Manti Holdings, LLC v. Carlyle Group Inc., C.A. No. 2020-0657-SG (Del. Ch. June 3, 2022) arose out of the sale of Authentix to Blue Water Energy in 2017. Authentix began the sale process in October 2016, eventually narrowing the field to two companies: Intertek and Blue Water Energy. Intertek proposed a final offer of US$85 million, with an additional US$30 million contingent on Authentix meeting certain post-closing financial metrics. The Authentix board nonetheless elected to proceed with a sale to Blue Water Energy for US$77.5 million plus US$27.5 million in additional contingent consideration.

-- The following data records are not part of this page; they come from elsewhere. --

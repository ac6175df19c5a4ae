//! Display fields produced by parsers.
//!
//! A [`RomFields`] is an ordered list of labelled, typed values grouped into
//! named tabs. Parsers append to it once; consumers only read it.

use chrono::NaiveDateTime;

/// Display base for numeric fields.
#[derive(Debug, Clone, Copy, PartialEq, Eq)]
pub enum Base {
    Dec,
    Hex,
}

/// A typed field value.
#[derive(Debug, Clone, PartialEq)]
pub enum FieldValue {
    String(String),
    Numeric {
        value: u64,
        base: Base,
        /// Minimum digit count when rendering (zero-padded).
        digits: u8,
    },
    DateTime(NaiveDateTime),
    /// Set bits of `value`, labelled by `names` (bit 0 first).
    Bitfield {
        names: &'static [&'static str],
        value: u32,
    },
    /// Rows of columns, e.g. a section table.
    ListData {
        headers: &'static [&'static str],
        rows: Vec<Vec<String>>,
    },
}

impl FieldValue {
    /// Render for plain-text consumers.
    pub fn display(&self) -> String {
        match self {
            FieldValue::String(s) => s.clone(),
            FieldValue::Numeric {
                value,
                base: Base::Dec,
                digits,
            } => format!("{value:0width$}", width = *digits as usize),
            FieldValue::Numeric {
                value,
                base: Base::Hex,
                digits,
            } => format!("0x{value:0width$X}", width = *digits as usize),
            FieldValue::DateTime(dt) => dt.format("%Y-%m-%d %H:%M:%S").to_string(),
            FieldValue::Bitfield { names, value } => names
                .iter()
                .enumerate()
                .filter(|(i, _)| value & (1 << i) != 0)
                .map(|(_, n)| *n)
                .collect::<Vec<_>>()
                .join(", "),
            FieldValue::ListData { rows, .. } => rows
                .iter()
                .map(|r| r.join(" | "))
                .collect::<Vec<_>>()
                .join("\n"),
        }
    }
}

/// One labelled field.
#[derive(Debug, Clone, PartialEq)]
pub struct Field {
    pub name: String,
    /// Index into [`RomFields::tabs`].
    pub tab: usize,
    pub value: FieldValue,
}

/// Ordered field list with tabs.
#[derive(Debug, Clone, Default)]
pub struct RomFields {
    tabs: Vec<String>,
    fields: Vec<Field>,
    current_tab: usize,
}

impl RomFields {
    pub fn new() -> Self {
        Self::default()
    }

    /// Name the current tab.
    pub fn set_tab_name(&mut self, name: impl Into<String>) {
        let name = name.into();
        match self.tabs.get_mut(self.current_tab) {
            Some(t) => *t = name,
            None => {
                self.tabs.resize(self.current_tab, String::new());
                self.tabs.push(name);
            }
        }
    }

    /// Start a new tab; later fields go into it.
    pub fn add_tab(&mut self, name: impl Into<String>) -> usize {
        if self.tabs.is_empty() {
            self.tabs.push(String::new());
        }
        self.tabs.push(name.into());
        self.current_tab = self.tabs.len() - 1;
        self.current_tab
    }

    fn push(&mut self, name: &str, value: FieldValue) {
        self.fields.push(Field {
            name: name.to_owned(),
            tab: self.current_tab,
            value,
        });
    }

    /// Add a string field. Empty strings are skipped.
    pub fn add_string(&mut self, name: &str, value: impl Into<String>) {
        let value = value.into();
        if !value.is_empty() {
            self.push(name, FieldValue::String(value));
        }
    }

    pub fn add_dec(&mut self, name: &str, value: u64) {
        self.push(
            name,
            FieldValue::Numeric {
                value,
                base: Base::Dec,
                digits: 0,
            },
        );
    }

    pub fn add_hex(&mut self, name: &str, value: u64, digits: u8) {
        self.push(
            name,
            FieldValue::Numeric {
                value,
                base: Base::Hex,
                digits,
            },
        );
    }

    /// Add a date/time field. `None` is skipped.
    pub fn add_datetime(&mut self, name: &str, value: Option<NaiveDateTime>) {
        if let Some(dt) = value {
            self.push(name, FieldValue::DateTime(dt));
        }
    }

    pub fn add_bitfield(&mut self, name: &str, names: &'static [&'static str], value: u32) {
        self.push(name, FieldValue::Bitfield { names, value });
    }

    pub fn add_list(
        &mut self,
        name: &str,
        headers: &'static [&'static str],
        rows: Vec<Vec<String>>,
    ) {
        self.push(name, FieldValue::ListData { headers, rows });
    }

    pub fn len(&self) -> usize {
        self.fields.len()
    }

    pub fn is_empty(&self) -> bool {
        self.fields.is_empty()
    }

    pub fn iter(&self) -> impl Iterator<Item = &Field> {
        self.fields.iter()
    }

    /// Tab names; the first tab may be unnamed.
    pub fn tabs(&self) -> &[String] {
        &self.tabs
    }

    /// First field with this label.
    pub fn get(&self, name: &str) -> Option<&FieldValue> {
        self.fields.iter().find(|f| f.name == name).map(|f| &f.value)
    }

    /// Convenience accessor for string fields.
    pub fn get_str(&self, name: &str) -> Option<&str> {
        match self.get(name)? {
            FieldValue::String(s) => Some(s),
            _ => None,
        }
    }
}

In August 2017, one of the plaintiffs, Manti Holdings, LLC, through its board representative, urged the board to withdraw from the sales process and postpone it for another year rather than sell at Blue Water’s offer because of several positive developments in Authentix’s business. The board chose to proceed with the Blue Water Energy transaction and, in September 2017, the stockholders were notified that the board and its majority shareholder, The Carlyle Group, Inc. (Carlyle), voted to approve the sale. The sale was not put to a stockholder vote because the Stockholder Agreement contains a “drag along” provision that requires “other holders” to consent and raise no objections against the sale if the sale is approved by the board and the holders of at least 50 percent of the then-outstanding shares, which Carlyle held.
Following the sale, the plaintiffs brought suit against Carlyle and the three directors they asserted were associated with it, challenging the sale under the “entire fairness” test and alleging breaches of the duty of loyalty by the director defendants. The defendants moved to dismiss, arguing that the allegations failed to state claims under Rule 12(b)(6), and that the plaintiffs waived their right to challenge the sale under the Stockholders Agreement. The plaintiffs asserted claims for breach of fiduciary duty against Carlyle and the director defendants, unjust enrichment, aiding and abetting a breach of fiduciary duty, and civil conspiracy.
The court held that the “entire fairness” standard potentially applied in this case and that dismissal of the plaintiffs’ fiduciary claims was therefore inappropriate. The entire fairness standard, the highest standard of review in corporate law, requires that a deal be at a fair price and the product of fair dealing. The court concluded that entire fairness was appropriate because (1) the plaintiffs alleged that Carlyle would uniquely benefit from a quick closing, and (2) the director defendants cut out the lone dissenting board member, Manti’s designee. After finding a conflicted transaction, the court held that the plaintiffs’ allegations of unfair dealing and an unfair price met the “low burden” required to survive a motion to dismiss in a case under the entire fairness test. Among other things, the plaintiffs had alleged that Authentix’s value was depressed due to uncertainty as to whether certain material contracts would be renewed; yet even after the contracts were renewed, the board approved a sale at a price reflecting renewal uncertainty. The plaintiffs also cited evidence that Carlyle had expressed a desire to close the sale quickly, and noted that the sale was never approved by an independent special committee of the board or by Authentix’s minority stockholders.
Regarding the director defendants, the court considered each director individually. Two of the director defendants were dual fiduciaries who held positions with both Carlyle and Authentix. The court found that they faced a potential conflict of interest because Carlyle had a unique interest in a quick sale and would receive a profit as a preferred shareholder, whereas Authentix’s common stockholders would receive little to no consideration unless the company sold for a higher price. Therefore, the court found a reasonable inference that they acted disloyally in connection with the sale. The court also found the allegations sufficient to state a claim as to the other director defendant because he allegedly stated that he worked for Carlyle and was told to sell the company.
The court also found that the plaintiffs had adequately alleged unjust enrichment as an alternative theory of liability, rejecting the defendants’ argument that Carlyle could not have been “enriched” by allegedly selling its shares for less than fair value. The court also upheld the unjust enrichment claim against Authentix’s CEO because, under his employment agreement, he would receive a cash bonus equal to a percentage of the sale consideration if Authentix sold for between US$50-80 million.
Finally, the court quickly dismissed the aiding and abetting and conspiracy claims. Since the court already found that Carlyle and the director defendants owed fiduciary duties to Authentix minority stockholders, the plaintiffs failed the “knowing participation by a defendant who is not a fiduciary” requirement.
The plaintiff’s remaining claims, breach of fiduciary duty against Carlyle and the director defendants, and unjust enrichment against Carlyle and Bernard Bailey, are still pending before the court.